WHAT TO DO =>
Each line in the records below that has the word "plot" should be copied.

RECORDS TO USE =>
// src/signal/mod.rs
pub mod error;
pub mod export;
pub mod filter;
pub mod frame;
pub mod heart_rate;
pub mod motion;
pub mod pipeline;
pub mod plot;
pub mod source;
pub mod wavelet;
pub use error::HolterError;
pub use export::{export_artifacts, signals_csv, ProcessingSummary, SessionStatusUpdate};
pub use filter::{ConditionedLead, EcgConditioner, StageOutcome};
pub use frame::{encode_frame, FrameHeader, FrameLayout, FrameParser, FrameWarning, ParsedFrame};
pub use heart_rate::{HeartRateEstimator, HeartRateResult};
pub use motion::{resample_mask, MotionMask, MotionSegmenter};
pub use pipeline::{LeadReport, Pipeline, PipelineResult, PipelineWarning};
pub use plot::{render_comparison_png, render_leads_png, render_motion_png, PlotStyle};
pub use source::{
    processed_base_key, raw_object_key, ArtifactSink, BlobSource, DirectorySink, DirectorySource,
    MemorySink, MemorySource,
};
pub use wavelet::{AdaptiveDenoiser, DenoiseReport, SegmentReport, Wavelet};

EXERCISE ANSWER =>
pub mod plot;
pub use plot::{render_comparison_png, render_leads_png, render_motion_png, PlotStyle};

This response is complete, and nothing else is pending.